TO DO - Among the records below, find the lines that hold the word "Copy" and report how many there are, with no other words.

Top of EXERCISE INPUTS

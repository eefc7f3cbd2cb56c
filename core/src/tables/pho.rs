//! Phonetic table (`.tab2`) decoding and lookup.
//!
//! File layout, little-endian:
//!
//! ```text
//! u16 index_count        (stored twice; the second read wins)
//! u16 index_count
//! u32 char_count
//! u32 phrase_area_len
//! index_count × { u16 key, u16 start }
//! char_count  × { u8[4] glyph, u32 usage_count }
//! phrase_area_len bytes of phrase text
//! ```
//!
//! A glyph starting with `PHRASE_ESCAPE` stores a 24-bit little-endian
//! offset into the phrase area instead of text.

use std::fs;
use std::ops::Range;
use std::path::Path;

use tracing::{debug, info, warn};

use super::reader::ByteReader;
use super::{decode_glyph_lossy, encode_fixed, CH_SZ};
use crate::candidate::Candidate;
use crate::error::DecodeError;

/// First glyph byte marking a phrase-area reference.
pub const PHRASE_ESCAPE: u8 = 0x1B;

const INDEX_ENTRY_SIZE: usize = 4;
const CHAR_ENTRY_SIZE: usize = CH_SZ + 4;

/// First character-array slot for one phonetic key.
#[derive(Debug, Clone, Copy, PartialEq, Eq)]
pub struct PhoIndexEntry {
    pub key: u16,
    pub start: u32,
}

/// One character (or phrase reference) with its usage count.
#[derive(Debug, Clone, Copy, PartialEq, Eq)]
pub struct PhoCharEntry {
    pub glyph: [u8; CH_SZ],
    pub usage_count: u32,
}

impl PhoCharEntry {
    /// A character entry holding `text` inline (at most 4 UTF-8 bytes).
    pub fn new(text: &str, usage_count: u32) -> Self {
        Self {
            glyph: encode_fixed(text),
            usage_count,
        }
    }

    /// A phrase entry pointing at `offset` in the phrase area.
    pub fn phrase(offset: u32, usage_count: u32) -> Self {
        let o = offset.to_le_bytes();
        Self {
            glyph: [PHRASE_ESCAPE, o[0], o[1], o[2]],
            usage_count,
        }
    }

    /// Phrase-area offset if this entry is a phrase escape.
    pub fn phrase_offset(&self) -> Option<usize> {
        if self.glyph[0] != PHRASE_ESCAPE {
            return None;
        }
        let g = self.glyph;
        Some(usize::from(g[1]) | usize::from(g[2]) << 8 | usize::from(g[3]) << 16)
    }
}

/// Decoded phonetic table. Immutable after load.
#[derive(Debug, Clone)]
pub struct PhoneticTable {
    /// Sorted by key, terminated by a `0xFFFF` sentinel whose start is the
    /// character count.
    index: Vec<PhoIndexEntry>,
    chars: Vec<PhoCharEntry>,
    phrase_area: Vec<u8>,
}

impl PhoneticTable {
    /// Read and decode a table file.
    pub fn open<P: AsRef<Path>>(path: P) -> Result<Self, DecodeError> {
        let path = path.as_ref();
        let data = fs::read(path)?;
        let table = Self::from_bytes(&data)?;
        info!(
            path = %path.display(),
            keys = table.index_len(),
            chars = table.char_count(),
            phrase_bytes = table.phrase_area.len(),
            "loaded phonetic table"
        );
        Ok(table)
    }

    /// Decode a table from its file image.
    pub fn from_bytes(data: &[u8]) -> Result<Self, DecodeError> {
        let mut r = ByteReader::new(data);

        // The count is written twice; only the second one is authoritative.
        let _ = r.u16()?;
        let index_count = usize::from(r.u16()?);
        let char_count = r.u32()?;
        let phrase_len = r.u32()? as usize;

        let mut index = Vec::with_capacity(index_count + 1);
        for _ in 0..index_count {
            let key = r.u16()?;
            let start = u32::from(r.u16()?);
            index.push(PhoIndexEntry { key, start });
        }
        index.push(PhoIndexEntry {
            key: 0xFFFF,
            start: char_count,
        });

        let char_count = char_count as usize;
        let mut chars = Vec::with_capacity(char_count.min(r.remaining() / CHAR_ENTRY_SIZE));
        for _ in 0..char_count {
            let glyph = r.array::<CH_SZ>()?;
            let usage_count = r.u32()?;
            chars.push(PhoCharEntry { glyph, usage_count });
        }

        let phrase_area = r.take(phrase_len)?.to_vec();

        Ok(Self {
            index,
            chars,
            phrase_area,
        })
    }

    /// Build a table from per-key groups of entries.
    ///
    /// Groups are ordered by key; groups sharing a key are merged in the
    /// order given.
    pub fn from_groups<I>(groups: I, phrase_area: Vec<u8>) -> Self
    where
        I: IntoIterator<Item = (u16, Vec<PhoCharEntry>)>,
    {
        let mut groups: Vec<(u16, Vec<PhoCharEntry>)> = groups.into_iter().collect();
        groups.sort_by_key(|(key, _)| *key);

        let mut index: Vec<PhoIndexEntry> = Vec::with_capacity(groups.len() + 1);
        let mut chars = Vec::new();
        for (key, entries) in groups {
            if index.last().map_or(true, |e| e.key != key) {
                index.push(PhoIndexEntry {
                    key,
                    start: chars.len() as u32,
                });
            }
            chars.extend(entries);
        }
        index.push(PhoIndexEntry {
            key: 0xFFFF,
            start: chars.len() as u32,
        });

        Self {
            index,
            chars,
            phrase_area,
        }
    }

    /// Encode the table into its on-disk layout.
    pub fn to_bytes(&self) -> Vec<u8> {
        let entries = self.index();
        let mut buf = Vec::with_capacity(
            12 + entries.len() * INDEX_ENTRY_SIZE
                + self.chars.len() * CHAR_ENTRY_SIZE
                + self.phrase_area.len(),
        );
        let count = entries.len() as u16;
        buf.extend_from_slice(&count.to_le_bytes());
        buf.extend_from_slice(&count.to_le_bytes());
        buf.extend_from_slice(&(self.chars.len() as u32).to_le_bytes());
        buf.extend_from_slice(&(self.phrase_area.len() as u32).to_le_bytes());
        for e in entries {
            buf.extend_from_slice(&e.key.to_le_bytes());
            buf.extend_from_slice(&(e.start as u16).to_le_bytes());
        }
        for c in &self.chars {
            buf.extend_from_slice(&c.glyph);
            buf.extend_from_slice(&c.usage_count.to_le_bytes());
        }
        buf.extend_from_slice(&self.phrase_area);
        buf
    }

    /// Index entries read from the file, without the sentinel.
    pub fn index(&self) -> &[PhoIndexEntry] {
        &self.index[..self.index.len() - 1]
    }

    /// The terminating sentinel entry.
    pub fn sentinel(&self) -> PhoIndexEntry {
        self.index[self.index.len() - 1]
    }

    pub fn index_len(&self) -> usize {
        self.index.len() - 1
    }

    pub fn chars(&self) -> &[PhoCharEntry] {
        &self.chars
    }

    pub fn char_count(&self) -> usize {
        self.chars.len()
    }

    pub fn phrase_area(&self) -> &[u8] {
        &self.phrase_area
    }

    /// Raw bytes of the NUL-terminated phrase at `offset`.
    pub fn phrase_bytes(&self, offset: usize) -> Result<&[u8], DecodeError> {
        if offset >= self.phrase_area.len() {
            return Err(DecodeError::InvalidOffset {
                offset,
                len: self.phrase_area.len(),
            });
        }
        let tail = &self.phrase_area[offset..];
        let end = tail.iter().position(|&b| b == 0).unwrap_or(tail.len());
        Ok(&tail[..end])
    }

    /// Text of character slot `idx`, resolving phrase escapes.
    ///
    /// Out-of-range slots and unresolvable phrase offsets yield an empty
    /// string; undecodable bytes fall back to Latin-1.
    pub fn text_at(&self, idx: usize) -> String {
        let Some(entry) = self.chars.get(idx) else {
            return String::new();
        };
        match entry.phrase_offset() {
            Some(offset) => match self.phrase_bytes(offset) {
                Ok(bytes) => decode_glyph_lossy(bytes),
                Err(err) => {
                    debug!(%err, idx, "unresolvable phrase entry");
                    String::new()
                }
            },
            None => decode_glyph_lossy(&entry.glyph),
        }
    }

    /// Character-array range for `key`, if the key is present and its range
    /// is consistent with the table.
    pub fn find(&self, key: u32) -> Option<Range<usize>> {
        let key = u16::try_from(key).ok()?;
        let pos = self.index().binary_search_by_key(&key, |e| e.key).ok()?;
        let start = self.index[pos].start as usize;
        let end = self.index[pos + 1].start as usize;
        if start > end || end > self.chars.len() {
            warn!(
                key,
                start,
                end,
                chars = self.chars.len(),
                "index entry has an invalid character range"
            );
            return None;
        }
        Some(start..end)
    }

    /// All candidates for `key`, most used first.
    ///
    /// The sort is stable, so entries with equal usage keep table order.
    pub fn lookup(&self, key: u32) -> Vec<Candidate> {
        let Some(range) = self.find(key) else {
            return Vec::new();
        };
        let mut out: Vec<Candidate> = range
            .filter_map(|i| {
                let text = self.text_at(i);
                (!text.is_empty()).then(|| Candidate::new(text, self.chars[i].usage_count))
            })
            .collect();
        out.sort_by(|a, b| b.usage_count.cmp(&a.usage_count));
        out
    }
}
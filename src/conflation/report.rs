use std::fmt::{self, Write};

use super::{Conflation, DropReason};

#[derive(Debug, Default, Clone, PartialEq, Eq)]
pub struct Statistics {
    pub impacts: usize,
    pub unique: usize,
    pub unpaired: usize,
    pub too_long: usize,
    pub too_many_candidates: usize,
    pub no_intersection: usize,
    pub ambiguous: usize,
    pub matched: usize,
}

impl Statistics {
    pub fn record(&mut self, reason: &DropReason) {
        let counter = match reason {
            DropReason::Unpaired => &mut self.unpaired,
            DropReason::TooLong { .. } => &mut self.too_long,
            DropReason::TooManyCandidates { .. } => &mut self.too_many_candidates,
            DropReason::NoIntersection => &mut self.no_intersection,
            DropReason::Ambiguous { .. } => &mut self.ambiguous,
        };
        *counter += 1;
    }
}

impl Conflation {
    pub fn report(&self) -> Result<String, fmt::Error> {
        let s = &self.statistics;

        let mut todo = String::new();
        for (key, reason) in &self.dropped {
            match reason {
                DropReason::Unpaired => writeln!(todo, "- {key:?} has no address record")?,
                DropReason::TooLong { length } => {
                    writeln!(todo, "- {key:?} is {length:.00}m from its street")?
                }
                DropReason::TooManyCandidates { candidates } => {
                    writeln!(todo, "- {key:?} has over {} nearby sidewalks", candidates - 1)?
                }
                DropReason::NoIntersection => writeln!(todo, "- {key:?} crosses no sidewalk")?,
                DropReason::Ambiguous { points } => {
                    writeln!(todo, "- {key:?} crosses sidewalks {points} times")?
                }
            }
        }

        let mut md = String::new();
        writeln!(md, "## Statistics\n")?;
        writeln!(md, "- {} impacts, {} unique", s.impacts, s.unique)?;
        writeln!(md, "- {} without an address", s.unpaired)?;
        writeln!(md, "- {} too far from the street", s.too_long)?;
        writeln!(md, "- {} in crowded areas", s.too_many_candidates)?;
        writeln!(md, "- {} without a crossing", s.no_intersection)?;
        writeln!(md, "- {} ambiguous", s.ambiguous)?;
        writeln!(md, "- {} matched", s.matched)?;
        if s.unique > 0 {
            writeln!(
                md,
                "- {:.01}% conflated",
                s.matched as f64 / s.unique as f64 * 100.0
            )?;
        }
        writeln!(md)?;
        if !todo.is_empty() {
            writeln!(md, "## Todo\n")?;
            writeln!(md, "{todo}")?;
        }
        Ok(md)
    }
}
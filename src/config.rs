use std::{
    fs::read_to_string,
    path::{Path, PathBuf},
};

use anyhow::{Context, Result};
use serde::{Deserialize, Serialize};
use typed_floats::tf64::StrictlyPositiveFinite;

use crate::conflation::{Ambiguity, MatchConfig};

// degrees, roughly a centimetre
const DEFAULT_PROXIMITY: f64 = 1e-7;

#[derive(Clone, Debug, Serialize, Deserialize)]
#[serde(default, rename_all = "kebab-case")]
pub struct Config {
    // metres
    pub max_line_length: StrictlyPositiveFinite,
    pub max_candidates: usize,
    pub ambiguity: Ambiguity,
    // degrees
    pub proximity: StrictlyPositiveFinite,
    pub sidewalks: PathBuf,
    pub output: PathBuf,
    pub feeds: FeedConfig,
}

impl Default for Config {
    fn default() -> Self {
        let defaults = MatchConfig::default();
        Self {
            max_line_length: StrictlyPositiveFinite::new(defaults.max_line_length)
                .expect("hardcoded"),
            max_candidates: defaults.max_candidates,
            ambiguity: defaults.ambiguity,
            proximity: StrictlyPositiveFinite::new(DEFAULT_PROXIMITY).expect("hardcoded"),
            sidewalks: PathBuf::from("data/sidewalks.jsonl"),
            output: PathBuf::from("data/construction.jsonl"),
            feeds: FeedConfig::default(),
        }
    }
}

impl Config {
    pub fn load(path: Option<&Path>) -> Result<Self> {
        let Some(path) = path else {
            return Ok(Self::default());
        };
        let contents = read_to_string(path)
            .with_context(|| format!("failed to read config {}", path.display()))?;
        serde_yaml::from_str(&contents)
            .with_context(|| format!("failed to parse config {}", path.display()))
    }

    pub fn match_config(&self) -> MatchConfig {
        MatchConfig {
            max_line_length: self.max_line_length.get(),
            max_candidates: self.max_candidates,
            ambiguity: self.ambiguity,
        }
    }
}

#[derive(Clone, Debug, Serialize, Deserialize)]
#[serde(default, rename_all = "kebab-case")]
pub struct FeedConfig {
    pub use_url: String,
    pub impact_url: String,
    pub limit: u32,
    pub cache: PathBuf,
}

impl Default for FeedConfig {
    fn default() -> Self {
        Self {
            use_url: "https://data.seattle.gov/resource/hyub-wfuv.json".to_string(),
            impact_url: "https://data.seattle.gov/resource/brf3-mqwc.json".to_string(),
            limit: 10_000,
            cache: PathBuf::from("data/permits"),
        }
    }
}

#[cfg(test)]
mod tests {
    use std::fs::write;

    use super::*;

    #[test]
    fn defaults() {
        let config = Config::load(None).unwrap();
        let m = config.match_config();
        assert_eq!(m.max_line_length, 200.0);
        assert_eq!(m.max_candidates, 256);
        assert_eq!(m.ambiguity, Ambiguity::Drop);
        assert_eq!(config.proximity.get(), 1e-7);
        assert_eq!(config.feeds.limit, 10_000);
    }

    #[test]
    fn partial_yaml() {
        let dir = tempfile::tempdir().unwrap();
        let path = dir.path().join("config.yaml");
        write(
            &path,
            "max-line-length: 150.5\nambiguity: nearest\nfeeds:\n  limit: 50\n",
        )
        .unwrap();

        let config = Config::load(Some(&path)).unwrap();
        assert_eq!(config.max_line_length.get(), 150.5);
        assert_eq!(config.ambiguity, Ambiguity::Nearest);
        assert_eq!(config.feeds.limit, 50);
        // untouched fields keep their defaults
        assert_eq!(config.max_candidates, 256);
        assert_eq!(config.feeds.cache, PathBuf::from("data/permits"));
    }

    #[test]
    fn rejects_non_positive_length() {
        let dir = tempfile::tempdir().unwrap();
        let path = dir.path().join("config.yaml");
        write(&path, "max-line-length: -3.0\n").unwrap();
        assert!(Config::load(Some(&path)).is_err());
    }

    #[test]
    fn missing_file() {
        assert!(Config::load(Some(Path::new("/nonexistent/config.yaml"))).is_err());
    }
}
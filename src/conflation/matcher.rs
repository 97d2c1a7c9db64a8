use clap::ValueEnum;
use geo::{
    algorithm::line_intersection::{line_intersection, LineIntersection},
    BoundingRect, Coord, EuclideanLength, Line, Point,
};
use rstar::AABB;
use serde::{Deserialize, Serialize};

use super::index::SidewalkIndex;

// metres
pub const DEFAULT_MAX_LINE_LENGTH: f64 = 200.0;
pub const DEFAULT_MAX_CANDIDATES: usize = 256;

// intersections closer than this are the same point
const SAME_POINT: f64 = 1e-9;

#[derive(Copy, Clone, Debug, Default, PartialEq, Eq, Serialize, Deserialize, ValueEnum)]
#[serde(rename_all = "kebab-case")]
pub enum Ambiguity {
    #[default]
    Drop,
    Nearest,
}

#[derive(Copy, Clone, Debug)]
pub struct MatchConfig {
    pub max_line_length: f64,
    pub max_candidates: usize,
    pub ambiguity: Ambiguity,
}

impl Default for MatchConfig {
    fn default() -> Self {
        Self {
            max_line_length: DEFAULT_MAX_LINE_LENGTH,
            max_candidates: DEFAULT_MAX_CANDIDATES,
            ambiguity: Ambiguity::Drop,
        }
    }
}

#[derive(Debug, Clone, PartialEq)]
pub enum Match {
    Matched(Point),
    TooLong { length: f64 },
    TooManyCandidates { candidates: usize },
    NoIntersection,
    Ambiguous { points: usize },
}

impl Match {
    pub fn point(&self) -> Option<Point> {
        match self {
            Self::Matched(x) => Some(*x),
            _ => None,
        }
    }
}

pub fn match_line(index: &SidewalkIndex, line: &Line, config: &MatchConfig) -> Match {
    let length = line.euclidean_length();
    if !(length <= config.max_line_length) {
        return Match::TooLong { length };
    }

    let rect = line.bounding_rect();
    let envelope = AABB::from_corners([rect.min().x, rect.min().y], [rect.max().x, rect.max().y]);

    let mut candidates = 0;
    let mut points: Vec<Coord> = Vec::new();
    for segment in index.candidates(&envelope) {
        candidates += 1;
        if candidates > config.max_candidates {
            return Match::TooManyCandidates { candidates };
        }
        points.extend(crossings(line, segment.geometry.lines()));
    }

    match points.len() {
        0 => Match::NoIntersection,
        1 => Match::Matched(points[0].into()),
        n => match config.ambiguity {
            Ambiguity::Drop => Match::Ambiguous { points: n },
            Ambiguity::Nearest => {
                points.sort_by(|a, b| {
                    distance(line.start, *a).total_cmp(&distance(line.start, *b))
                });
                Match::Matched(points[0].into())
            }
        },
    }
}

// Distinct points where `line` meets one sidewalk. Consecutive parts of a
// sidewalk share a vertex, so a crossing through that vertex is counted once.
fn crossings(line: &Line, parts: impl Iterator<Item = Line>) -> Vec<Coord> {
    let mut points: Vec<Coord> = Vec::new();
    for part in parts {
        let found = match line_intersection(*line, part) {
            None => continue,
            Some(LineIntersection::SinglePoint { intersection, .. }) => vec![intersection],
            Some(LineIntersection::Collinear { intersection }) => {
                vec![intersection.start, intersection.end]
            }
        };
        for p in found {
            if !points.iter().any(|x| distance(*x, p) < SAME_POINT) {
                points.push(p);
            }
        }
    }
    points
}

fn distance(a: Coord, b: Coord) -> f64 {
    (a.x - b.x).hypot(a.y - b.y)
}
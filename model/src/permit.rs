use std::fmt;

use chrono::NaiveDateTime;
use geo::{LineString, Point};
use serde::{Deserialize, Serialize};

// Permit number shared by both permit feeds. Not unique within a feed.
#[derive(Clone, PartialEq, Eq, PartialOrd, Ord, Hash, Serialize, Deserialize)]
#[serde(transparent)]
pub struct PermitKey(pub String);

impl PermitKey {
    pub fn new(key: impl Into<String>) -> Self {
        Self(key.into())
    }

    pub fn as_str(&self) -> &str {
        &self.0
    }
}

impl fmt::Debug for PermitKey {
    fn fmt(&self, f: &mut fmt::Formatter<'_>) -> fmt::Result {
        write!(f, "[Permit {}]", self.0)
    }
}

impl fmt::Display for PermitKey {
    fn fmt(&self, f: &mut fmt::Formatter<'_>) -> fmt::Result {
        f.write_str(&self.0)
    }
}

#[derive(Clone, Debug, PartialEq, Serialize, Deserialize)]
pub struct PermitAddressRecord {
    pub key: PermitKey,
    pub address: String,
    // lon/lat
    pub point: Point,
    pub start: Option<NaiveDateTime>,
    pub end: Option<NaiveDateTime>,
    pub closed: bool,
}

#[derive(Clone, Debug, PartialEq, Serialize, Deserialize)]
pub struct PermitImpactRecord {
    pub key: PermitKey,
    // lon/lat
    pub geometry: LineString,
}
use _model::{SidewalkSegment, Srid};
use geo::{BoundingRect, LineString};
use rayon::prelude::*;
use rstar::{
    primitives::{GeomWithData, Rectangle},
    RTree, AABB,
};

use crate::{error::ConflationError, error::GeometryError, projection};

type Entry = GeomWithData<Rectangle<[f64; 2]>, usize>;

// R-tree over sidewalk segment envelopes, in metric coordinates.
// Read-only once built.
pub struct SidewalkIndex {
    segments: Vec<SidewalkSegment>,
    tree: RTree<Entry>,
}

impl SidewalkIndex {
    pub fn build(segments: Vec<SidewalkSegment>, srid: Srid) -> Result<Self, ConflationError> {
        let segments: Vec<SidewalkSegment> = segments
            .into_par_iter()
            .map(|x| {
                let geometry = projection::to_metric(&x.geometry, srid)
                    .and_then(check_linestring)
                    .map_err(|e| ConflationError::malformed(format!("sidewalk {}", x.id), e))?;
                Ok(SidewalkSegment { id: x.id, geometry })
            })
            .collect::<Result<_, ConflationError>>()?;

        let mut entries = Vec::with_capacity(segments.len());
        for (i, segment) in segments.iter().enumerate() {
            if let Some(rect) = segment.geometry.bounding_rect() {
                let (min, max) = (rect.min(), rect.max());
                entries.push(GeomWithData::new(
                    Rectangle::from_corners([min.x, min.y], [max.x, max.y]),
                    i,
                ));
            }
        }

        Ok(Self {
            segments,
            tree: RTree::bulk_load(entries),
        })
    }

    pub fn len(&self) -> usize {
        self.segments.len()
    }

    pub fn candidates<'a>(
        &'a self,
        envelope: &'a AABB<[f64; 2]>,
    ) -> impl Iterator<Item = &'a SidewalkSegment> + 'a {
        self.tree
            .locate_in_envelope_intersecting(envelope)
            .map(|x| &self.segments[x.data])
    }
}

pub fn check_linestring(geometry: LineString) -> Result<LineString, GeometryError> {
    if geometry.0.len() < 2 {
        return Err(GeometryError::TooFewVertices(geometry.0.len()));
    }
    Ok(geometry)
}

Bottom of EXERCISE INPUTS

PROBLEM SOLUTION - 4